ただ、ここ数年の間に両社の差が縮まっていたことはたしかです。IDCの調査では、2019年のサムスンの出荷台数は2億9580万台で、アップルの1億9100万台より50%ほど多かったものの、2020年以降はその差が20%前後に縮まっていました。
この間、世界のスマホ市場は縮小傾向にあり、2021年の13億5980万台から2023年には11億6600万台に減っています。アップルの出荷台数も頭打ちではあるものの、サムスンほど大きく減る事態にはなっておらず、着実に売れ続けています。
Androidスマホに限っていえば、サムスンは3位のシャオミ(Xiaomi)に出荷台数で8000万台の差をつけており、当面は追い付かれるような状況にはありません。
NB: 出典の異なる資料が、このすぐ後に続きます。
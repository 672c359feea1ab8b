//! Agent Core: the streaming tool-call loop.
//!
//! Submodules:
//! - `classifier`: Separates pass-through text from embedded tool calls
//! - `orchestrator`: Stream → detect → invoke → splice → restream loop
//! - `prompts`: Monitoring prompt and system-prompt composition
//! - `sessions`: In-flight stream registry, cancellation, staleness sweep
//! - `database`: SQLite tool transcript and stream outcomes
//! - `errors`: Agent-level error types

pub mod classifier;
pub mod database;
pub mod errors;
pub mod orchestrator;
pub mod prompts;
pub mod sessions;

// Re-exports for convenience
pub use classifier::{ToolCall, TokenClass, TokenClassifier};
pub use database::AgentDatabase;
pub use errors::AgentError;
pub use orchestrator::{
    Orchestrator, OrchestratorConfig, OutputSink, StreamEvent, StreamOutcome, StreamRequest,
    StreamStatus, ToolInvoker, DEFAULT_MAX_CYCLES,
};
pub use prompts::{PromptComposer, ToolListComposer};
pub use sessions::StreamRegistry;
//! Inference error types.
//!
//! All errors implement `std::error::Error` via `thiserror`. Structured logging
//! is the caller's responsibility. These types carry the context needed to
//! build meaningful log entries.

use thiserror::Error;

/// Errors that can occur while talking to the model service.
#[derive(Debug, Error)]
pub enum InferenceError {
    /// TCP/HTTP connection to the model endpoint failed.
    #[error("connection failed to {endpoint}: {reason}")]
    ConnectionFailed {
        endpoint: String,
        reason: String,
    },

    /// The model endpoint did not respond within the configured timeout.
    #[error("inference timeout after {duration_secs}s")]
    Timeout {
        duration_secs: u64,
    },

    /// Non-2xx HTTP response from the model endpoint.
    #[error("HTTP {status}: {body}")]
    HttpError {
        status: u16,
        body: String,
    },

    /// NDJSON stream parsing or read error, or an `error` line from the server.
    #[error("stream error: {reason}")]
    StreamError {
        reason: String,
    },

    /// The requested model is not installed on the server.
    #[error("model not found: {model}")]
    ModelNotFound {
        model: String,
    },
}

impl InferenceError {
    /// Whether a retry against the same endpoint could plausibly succeed.
    pub fn is_transient(&self) -> bool {
        match self {
            InferenceError::ConnectionFailed { .. } | InferenceError::Timeout { .. } => true,
            InferenceError::HttpError { status, .. } => *status >= 500,
            InferenceError::StreamError { .. } | InferenceError::ModelNotFound { .. } => false,
        }
    }
}
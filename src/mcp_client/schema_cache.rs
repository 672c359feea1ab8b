//! Persistent tool-schema cache.
//!
//! Stores each provider's discovered `ToolDescriptor` list as a JSON blob so
//! tool catalogs can be built before (or without) a live connection. WAL mode
//! is enabled so catalog reads don't block discovery writes.

use std::sync::Mutex;

use rusqlite::{params, Connection, OptionalExtension};

use super::errors::McpError;
use super::types::ToolDescriptor;

// ─── Cache ───────────────────────────────────────────────────────────────────

/// SQLite-backed cache of tool schemas, keyed by provider name.
pub struct ToolSchemaCache {
    conn: Mutex<Connection>,
}

impl ToolSchemaCache {
    /// Open (or create) the cache at the given path.
    ///
    /// Pass `":memory:"` for an in-memory cache (tests).
    pub fn open(path: &str) -> Result<Self, McpError> {
        let conn = Connection::open(path)?;
        conn.execute_batch("PRAGMA journal_mode=WAL;")?;
        conn.execute_batch(
            "
            CREATE TABLE IF NOT EXISTS tool_schemas (
                provider TEXT PRIMARY KEY,
                tools TEXT NOT NULL,
                updated_at TEXT NOT NULL DEFAULT (datetime('now'))
            );
            ",
        )?;
        Ok(Self {
            conn: Mutex::new(conn),
        })
    }

    /// Replace the cached tool list for a provider.
    pub fn store(&self, provider: &str, tools: &[ToolDescriptor]) -> Result<(), McpError> {
        let json = serde_json::to_string(tools).map_err(|e| McpError::CacheError {
            reason: format!("failed to serialize tools for '{provider}': {e}"),
        })?;
        let conn = self.conn.lock().unwrap_or_else(|e| e.into_inner());
        conn.execute(
            "INSERT INTO tool_schemas (provider, tools, updated_at)
             VALUES (?1, ?2, datetime('now'))
             ON CONFLICT(provider) DO UPDATE SET
                tools = excluded.tools,
                updated_at = excluded.updated_at",
            params![provider, json],
        )?;
        Ok(())
    }

    /// Cached tools for a provider, or `None` when nothing is stored.
    pub fn load(&self, provider: &str) -> Result<Option<Vec<ToolDescriptor>>, McpError> {
        let conn = self.conn.lock().unwrap_or_else(|e| e.into_inner());
        let json: Option<String> = conn
            .query_row(
                "SELECT tools FROM tool_schemas WHERE provider = ?1",
                params![provider],
                |row| row.get(0),
            )
            .optional()?;
        json.map(|j| decode_tools(provider, &j)).transpose()
    }

    /// Drop the cached entry for a provider. Returns whether one existed.
    pub fn invalidate(&self, provider: &str) -> Result<bool, McpError> {
        let conn = self.conn.lock().unwrap_or_else(|e| e.into_inner());
        let removed = conn.execute(
            "DELETE FROM tool_schemas WHERE provider = ?1",
            params![provider],
        )?;
        Ok(removed > 0)
    }
}

fn decode_tools(provider: &str, json: &str) -> Result<Vec<ToolDescriptor>, McpError> {
    serde_json::from_str(json).map_err(|e| McpError::CacheError {
        reason: format!("corrupt cache entry for '{provider}': {e}"),
    })
}

// ─── Tests ───────────────────────────────────────────────────────────────────
//! JSON-RPC transports for tool providers.
//!
//! Two transports share the [`McpTransport`] trait:
//! - [`StdioTransport`]: line-delimited JSON over a child process's stdin/stdout
//! - [`SseTransport`]: events from a server-sent-events stream, requests via POST
//!
//! Both serialize request/response round trips per connection, so sessions
//! sharing a connection never read each other's responses.

use std::sync::atomic::{AtomicU64, Ordering};
use std::time::Duration;

use futures::StreamExt;
use tokio::io::{AsyncBufReadExt, AsyncWriteExt, BufReader};
use tokio::process::{Child, ChildStdin, ChildStdout};
use tokio::sync::{mpsc, Mutex};
use tokio::task::JoinHandle;

use super::errors::McpError;
use super::types::{JsonRpcRequest, JsonRpcResponse};

// ─── Request ID Generator ────────────────────────────────────────────────────

/// Global monotonic request ID counter.
static NEXT_REQUEST_ID: AtomicU64 = AtomicU64::new(1);

/// Generate a unique request ID.
pub fn next_request_id() -> u64 {
    NEXT_REQUEST_ID.fetch_add(1, Ordering::Relaxed)
}

/// Timeout for graceful shutdown before force-killing.
const SHUTDOWN_TIMEOUT: Duration = Duration::from_secs(5);

// ─── Transport Trait ─────────────────────────────────────────────────────────

/// A bidirectional JSON-RPC channel to one provider.
#[async_trait::async_trait]
pub trait McpTransport: Send + Sync {
    /// Send a request and wait for the response with the matching `id`.
    async fn request(
        &self,
        method: &str,
        params: Option<serde_json::Value>,
    ) -> Result<JsonRpcResponse, McpError>;

    /// Send a notification (no response expected).
    async fn notify(&self, method: &str, params: Option<serde_json::Value>)
        -> Result<(), McpError>;

    /// Tear the channel down. Safe to call more than once.
    async fn close(&self) -> Result<(), McpError>;
}

fn encode_line<T: serde::Serialize>(provider: &str, msg: &T) -> Result<String, McpError> {
    let mut json = serde_json::to_string(msg).map_err(|e| McpError::TransportError {
        provider: provider.to_string(),
        reason: format!("failed to serialize message: {e}"),
    })?;
    json.push('\n');
    Ok(json)
}

fn notification(method: &str, params: Option<serde_json::Value>) -> serde_json::Value {
    match params {
        Some(params) => serde_json::json!({ "jsonrpc": "2.0", "method": method, "params": params }),
        None => serde_json::json!({ "jsonrpc": "2.0", "method": method }),
    }
}

// ─── Stdio ───────────────────────────────────────────────────────────────────

struct StdioPipes {
    /// `None` once [`McpTransport::close`] has sent EOF.
    writer: Option<ChildStdin>,
    reader: BufReader<ChildStdout>,
}

/// JSON-RPC transport over a child process's stdio.
pub struct StdioTransport {
    provider: String,
    pipes: Mutex<StdioPipes>,
    process: Mutex<Child>,
}

impl StdioTransport {
    /// Create a transport that owns the child process and its pipes.
    pub fn new(provider: &str, process: Child, stdin: ChildStdin, stdout: ChildStdout) -> Self {
        Self {
            provider: provider.to_string(),
            pipes: Mutex::new(StdioPipes {
                writer: Some(stdin),
                reader: BufReader::new(stdout),
            }),
            process: Mutex::new(process),
        }
    }

    async fn kill(&self, process: &mut Child) -> Result<(), McpError> {
        process
            .kill()
            .await
            .map_err(|e| self.transport_error(format!("failed to kill provider: {e}")))
    }

    fn transport_error(&self, reason: String) -> McpError {
        McpError::TransportError {
            provider: self.provider.clone(),
            reason,
        }
    }

    async fn write_line(&self, pipes: &mut StdioPipes, line: &str) -> Result<(), McpError> {
        let writer = pipes
            .writer
            .as_mut()
            .ok_or_else(|| self.transport_error("stdin already closed".into()))?;
        writer
            .write_all(line.as_bytes())
            .await
            .map_err(|e| self.transport_error(format!("failed to write to stdin: {e}")))?;
        writer
            .flush()
            .await
            .map_err(|e| self.transport_error(format!("failed to flush stdin: {e}")))
    }
}

#[async_trait::async_trait]
impl McpTransport for StdioTransport {
    async fn request(
        &self,
        method: &str,
        params: Option<serde_json::Value>,
    ) -> Result<JsonRpcResponse, McpError> {
        let id = next_request_id();
        let line = encode_line(&self.provider, &JsonRpcRequest::new(id, method, params))?;

        let mut pipes = self.pipes.lock().await;
        self.write_line(&mut pipes, &line).await?;

        let mut line_buf = String::new();
        loop {
            line_buf.clear();
            let bytes_read = pipes
                .reader
                .read_line(&mut line_buf)
                .await
                .map_err(|e| self.transport_error(format!("failed to read from stdout: {e}")))?;

            if bytes_read == 0 {
                return Err(self.transport_error(
                    "provider stdout closed (process may have exited)".into(),
                ));
            }

            let trimmed = line_buf.trim();
            if trimmed.is_empty() {
                continue;
            }

            // Log output, notifications and stale responses are skipped.
            match serde_json::from_str::<JsonRpcResponse>(trimmed) {
                Ok(resp) if resp.id == id => return Ok(resp),
                Ok(_) | Err(_) => continue,
            }
        }
    }

    async fn notify(
        &self,
        method: &str,
        params: Option<serde_json::Value>,
    ) -> Result<(), McpError> {
        let line = encode_line(&self.provider, &notification(method, params))?;
        let mut pipes = self.pipes.lock().await;
        self.write_line(&mut pipes, &line).await
    }

    /// Close stdin, give the provider [`SHUTDOWN_TIMEOUT`] to exit on EOF,
    /// then kill it.
    async fn close(&self) -> Result<(), McpError> {
        let writer = self.pipes.lock().await.writer.take();
        if let Some(mut writer) = writer {
            if let Err(e) = writer.shutdown().await {
                tracing::debug!(provider = %self.provider, error = %e, "closing provider stdin failed");
            }
        }

        let mut process = self.process.lock().await;
        match tokio::time::timeout(SHUTDOWN_TIMEOUT, process.wait()).await {
            Ok(Ok(_)) => Ok(()),
            Ok(Err(e)) => {
                tracing::debug!(provider = %self.provider, error = %e, "waiting for provider exit failed");
                self.kill(&mut process).await
            }
            Err(_) => {
                tracing::debug!(provider = %self.provider, "provider ignored EOF, killing");
                self.kill(&mut process).await
            }
        }
    }
}

// ─── SSE ─────────────────────────────────────────────────────────────────────

/// Message forwarded from the SSE reader task.
#[derive(Debug)]
enum SseMessage {
    /// The POST endpoint announced by the server (`event: endpoint`).
    Endpoint(String),
    /// A JSON-RPC message (`event: message`).
    Message(serde_json::Value),
}

struct SseState {
    receiver: mpsc::UnboundedReceiver<SseMessage>,
    endpoint_url: Option<String>,
}

/// JSON-RPC transport over server-sent events.
///
/// Responses arrive on the event stream; requests are POSTed to the endpoint
/// the server announces in its first `endpoint` event.
pub struct SseTransport {
    provider: String,
    client: reqwest::Client,
    base_url: String,
    state: Mutex<SseState>,
    reader_task: JoinHandle<()>,
}

impl SseTransport {
    /// Open the event stream and start the background reader.
    pub async fn connect(provider: &str, url: &str) -> Result<Self, McpError> {
        let client = reqwest::Client::builder()
            .connect_timeout(Duration::from_secs(5))
            .build()
            .map_err(|e| McpError::TransportError {
                provider: provider.to_string(),
                reason: format!("failed to build HTTP client: {e}"),
            })?;

        let response = client
            .get(url)
            .header("Accept", "text/event-stream")
            .send()
            .await
            .map_err(|e| McpError::TransportError {
                provider: provider.to_string(),
                reason: format!("failed to connect to {url}: {e}"),
            })?;

        if !response.status().is_success() {
            return Err(McpError::TransportError {
                provider: provider.to_string(),
                reason: format!("SSE endpoint {url} returned HTTP {}", response.status()),
            });
        }

        let (tx, rx) = mpsc::unbounded_channel();
        let name = provider.to_string();
        let reader_task = tokio::spawn(async move {
            let mut bytes = response.bytes_stream();
            let mut buffer = String::new();

            while let Some(chunk) = bytes.next().await {
                let chunk = match chunk {
                    Ok(c) => c,
                    Err(e) => {
                        tracing::warn!(provider = %name, error = %e, "SSE stream read error");
                        break;
                    }
                };
                buffer.push_str(&String::from_utf8_lossy(&chunk).replace("\r\n", "\n"));

                while let Some(pos) = buffer.find("\n\n") {
                    let block = buffer[..pos].to_string();
                    buffer = buffer[pos + 2..].to_string();
                    if let Some(msg) = parse_sse_event(&block) {
                        if tx.send(msg).is_err() {
                            return;
                        }
                    }
                }
            }
            tracing::debug!(provider = %name, "SSE stream ended");
        });

        Ok(Self {
            provider: provider.to_string(),
            client,
            base_url: url.to_string(),
            state: Mutex::new(SseState {
                receiver: rx,
                endpoint_url: None,
            }),
            reader_task,
        })
    }

    async fn kill(&self, process: &mut Child) -> Result<(), McpError> {
        process
            .kill()
            .await
            .map_err(|e| self.transport_error(format!("failed to kill provider: {e}")))
    }

    fn transport_error(&self, reason: String) -> McpError {
        McpError::TransportError {
            provider: self.provider.clone(),
            reason,
        }
    }

    /// Wait for the server's `endpoint` event if it has not arrived yet.
    async fn endpoint(&self, state: &mut SseState) -> Result<String, McpError> {
        while state.endpoint_url.is_none() {
            match state.receiver.recv().await {
                Some(SseMessage::Endpoint(raw)) => {
                    state.endpoint_url = Some(resolve_endpoint(&self.base_url, &raw)?);
                }
                Some(SseMessage::Message(_)) => continue,
                None => return Err(self.transport_error("SSE stream closed".into())),
            }
        }
        state
            .endpoint_url
            .clone()
            .ok_or_else(|| self.transport_error("SSE endpoint not announced".into()))
    }

    async fn post(&self, endpoint: &str, body: &serde_json::Value) -> Result<(), McpError> {
        let response = self
            .client
            .post(endpoint)
            .json(body)
            .send()
            .await
            .map_err(|e| self.transport_error(format!("failed to POST message: {e}")))?;
        if !response.status().is_success() {
            return Err(self.transport_error(format!(
                "POST {endpoint} returned HTTP {}",
                response.status()
            )));
        }
        Ok(())
    }
}

#[async_trait::async_trait]
impl McpTransport for SseTransport {
    async fn request(
        &self,
        method: &str,
        params: Option<serde_json::Value>,
    ) -> Result<JsonRpcResponse, McpError> {
        let id = next_request_id();
        let body = serde_json::to_value(JsonRpcRequest::new(id, method, params))
            .map_err(|e| self.transport_error(format!("failed to serialize request: {e}")))?;

        let mut state = self.state.lock().await;
        let endpoint = self.endpoint(&mut state).await?;
        self.post(&endpoint, &body).await?;

        loop {
            match state.receiver.recv().await {
                Some(SseMessage::Message(value)) => {
                    if let Ok(resp) = serde_json::from_value::<JsonRpcResponse>(value) {
                        if resp.id == id {
                            return Ok(resp);
                        }
                    }
                }
                Some(SseMessage::Endpoint(raw)) => {
                    state.endpoint_url = Some(resolve_endpoint(&self.base_url, &raw)?);
                }
                None => return Err(self.transport_error("SSE stream closed".into())),
            }
        }
    }

    async fn notify(
        &self,
        method: &str,
        params: Option<serde_json::Value>,
    ) -> Result<(), McpError> {
        let mut state = self.state.lock().await;
        let endpoint = self.endpoint(&mut state).await?;
        self.post(&endpoint, &notification(method, params)).await
    }

    async fn close(&self) -> Result<(), McpError> {
        self.reader_task.abort();
        Ok(())
    }
}

/// Parse one SSE event block into a transport message.
///
/// Unknown event types, comments, and non-JSON `message` payloads yield `None`.
fn parse_sse_event(block: &str) -> Option<SseMessage> {
    let mut event_type = "message";
    let mut data = String::new();

    for line in block.lines() {
        if let Some(rest) = line.strip_prefix("event:") {
            event_type = rest.trim();
        } else if let Some(rest) = line.strip_prefix("data:") {
            if !data.is_empty() {
                data.push('\n');
            }
            data.push_str(rest.strip_prefix(' ').unwrap_or(rest));
        }
    }

    match event_type {
        "endpoint" if !data.is_empty() => Some(SseMessage::Endpoint(data)),
        "message" => serde_json::from_str(&data).ok().map(SseMessage::Message),
        _ => None,
    }
}

/// Resolve a possibly relative endpoint path against the SSE url.
fn resolve_endpoint(base_url: &str, raw: &str) -> Result<String, McpError> {
    if raw.starts_with("http://") || raw.starts_with("https://") {
        return Ok(raw.to_string());
    }
    let base = reqwest::Url::parse(base_url).map_err(|e| McpError::ConfigError {
        reason: format!("invalid SSE url '{base_url}': {e}"),
    })?;
    base.join(raw)
        .map(|u| u.to_string())
        .map_err(|e| McpError::ConfigError {
            reason: format!("invalid SSE endpoint '{raw}': {e}"),
        })
}

// ─── Response Helpers ────────────────────────────────────────────────────────

/// Extract the result from a JSON-RPC response, converting errors to `McpError`.
pub fn extract_result(response: JsonRpcResponse) -> Result<serde_json::Value, McpError> {
    if let Some(err) = response.error {
        return Err(McpError::ServerError {
            code: err.code,
            message: err.message,
            data: err.data,
        });
    }

    response.result.ok_or(McpError::ServerError {
        code: super::types::error_codes::INTERNAL_ERROR,
        message: "response missing both result and error".into(),
        data: None,
    })
}

// ─── Tests ───────────────────────────────────────────────────────────────────
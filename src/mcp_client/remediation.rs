//! Translate tool failures into short, model-readable remediation strings.
//!
//! The orchestration loop always splices *some* string into the history, so
//! every failure a provider can produce ends up here instead of propagating.

use serde_json::{Map, Value};

use super::errors::McpError;

/// The failing call, as the model issued it.
#[derive(Debug, Clone, Copy)]
pub struct FailedCall<'a> {
    pub provider: &'a str,
    pub tool: &'a str,
    pub arguments: &'a Map<String, Value>,
}

impl FailedCall<'_> {
    fn path(&self) -> Option<&str> {
        self.arguments.get("path").and_then(|p| p.as_str())
    }
}

/// Remediation text for a structured client error.
pub fn remediate_error(call: FailedCall<'_>, err: &McpError) -> String {
    match err {
        McpError::UnknownProvider { name } => unknown_provider(name),
        McpError::ServerError { message, .. } => remediate_message(call, message),
        other => remediate_message(call, &other.to_string()),
    }
}

/// Unknown-provider text, also used before any connection is attempted.
pub fn unknown_provider(name: &str) -> String {
    format!(
        "Unknown provider: '{name}' is not configured. Check the tool name, or ask \"what tools are available?\" to see the configured providers."
    )
}

/// Match known failure signatures in a raw error message.
pub fn remediate_message(call: FailedCall<'_>, message: &str) -> String {
    let lower = message.to_lowercase();

    if lower.contains("no such file or directory") || lower.contains("file not found") {
        return format!(
            "File not found: {}. The file does not exist. You may need to create it first or check the path.",
            call.path().unwrap_or("unknown file")
        );
    }
    if lower.contains("permission denied") || lower.contains("access denied") {
        return format!(
            "Permission denied: Cannot access {}. Check file permissions.",
            call.path().unwrap_or("unknown file")
        );
    }
    if lower.contains("directory not found") || lower.contains("no such directory") {
        return format!(
            "Directory not found: {}. The directory does not exist. You may need to create it first.",
            call.path().unwrap_or("unknown directory")
        );
    }
    if lower.contains("is a directory") {
        return format!(
            "Path error: {} is a directory, not a file. Use list_directory to see its contents.",
            call.path().unwrap_or("unknown path")
        );
    }
    if lower.contains("not found") {
        return format!(
            "Tool '{}.{}' not found. Available tools can be viewed by asking \"what tools are available?\" or create a new tool by asking me to \"create an MCP tool\".",
            call.provider, call.tool
        );
    }

    format!("Error executing tool: {message}")
}

// ─── Tests ───────────────────────────────────────────────────────────────────
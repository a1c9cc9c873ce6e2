//! Per-session accessors onto a device handle.
//!
//! A [`Channel`] is what driver front-ends hand out to callers: one per axis,
//! sensor channel or call site, each carrying its own priority. It borrows
//! the handle and holds nothing else, so creating one per call is fine.

use std::fmt;
use std::time::Duration;

use crate::device::{DeviceHandle, Driver};
use crate::error::AccessError;
use crate::gate::Gated;
use crate::ticket::Priority;

/// Prioritized accessor borrowing a [`DeviceHandle`].
pub struct Channel<'a, D: Driver> {
    handle: &'a DeviceHandle<D>,
    index: usize,
    priority: Priority,
}

impl<'a, D: Driver> Channel<'a, D> {
    /// Create an accessor for channel `index`.
    pub fn new(handle: &'a DeviceHandle<D>, index: usize, priority: Priority) -> Self {
        Self {
            handle,
            index,
            priority,
        }
    }

    /// Same channel with a different priority.
    pub fn with_priority(self, priority: Priority) -> Self {
        Self { priority, ..self }
    }

    /// Priority used for every call made through this accessor.
    pub fn priority(&self) -> Priority {
        self.priority
    }

    /// Channel/axis index.
    pub fn index(&self) -> usize {
        self.index
    }

    /// The borrowed handle.
    pub fn handle(&self) -> &'a DeviceHandle<D> {
        self.handle
    }

    /// Gated call at this accessor's priority.
    pub fn gate<T, E, F>(&self, body: F) -> Result<Gated<T>, E>
    where
        F: FnOnce(&mut D) -> Result<T, E>,
        E: From<AccessError>,
    {
        self.handle.gate(self.priority, body)
    }

    /// Polling loop at this accessor's priority with the handle's defaults.
    pub fn poll<T, E, F>(&self, probe: F) -> Result<Option<T>, E>
    where
        F: FnMut(&mut D) -> Result<Option<T>, E>,
        E: From<AccessError>,
    {
        self.handle.poll(self.priority, probe)
    }

    /// Wait using the handle's registered wait function.
    pub fn wait(&self, duration: Duration) {
        self.handle.wait(duration);
    }
}

impl<D: Driver> Clone for Channel<'_, D> {
    fn clone(&self) -> Self {
        *self
    }
}

impl<D: Driver> Copy for Channel<'_, D> {}

impl<D: Driver> fmt::Debug for Channel<'_, D> {
    fn fmt(&self, f: &mut fmt::Formatter<'_>) -> fmt::Result {
        f.debug_struct("Channel")
            .field("device", &self.handle.name())
            .field("index", &self.index)
            .field("priority", &self.priority)
            .finish()
    }
}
しかし2023年は新興国に展開するトランシオン(Transsion)が躍進し、世界4位のOPPOに迫る勢いを見せています。こうした新興メーカーがサムスンのシェアを奪っている可能性はありそうです。
スマホの差別化「AI」が重要に
サムスンは1月18日(日本時間)に「Galaxy S24」シリーズを発表。AIを活用した翻訳や夜景撮影、文字起こしなどの機能をアピールしています。
こうした機能の一部は将来的にAndroidやグーグルのサービスに取り込まれ、どのメーカーのAndroidスマホでも似たような使い勝手になる可能性はあるものの、他社に先んじて搭載する動きも進むでしょう。
今後も世界のスマホ市場では安くて品質の良い製品が次々と出てくることが予想される中で、AIの活用による差別化がますます重要になりそうです。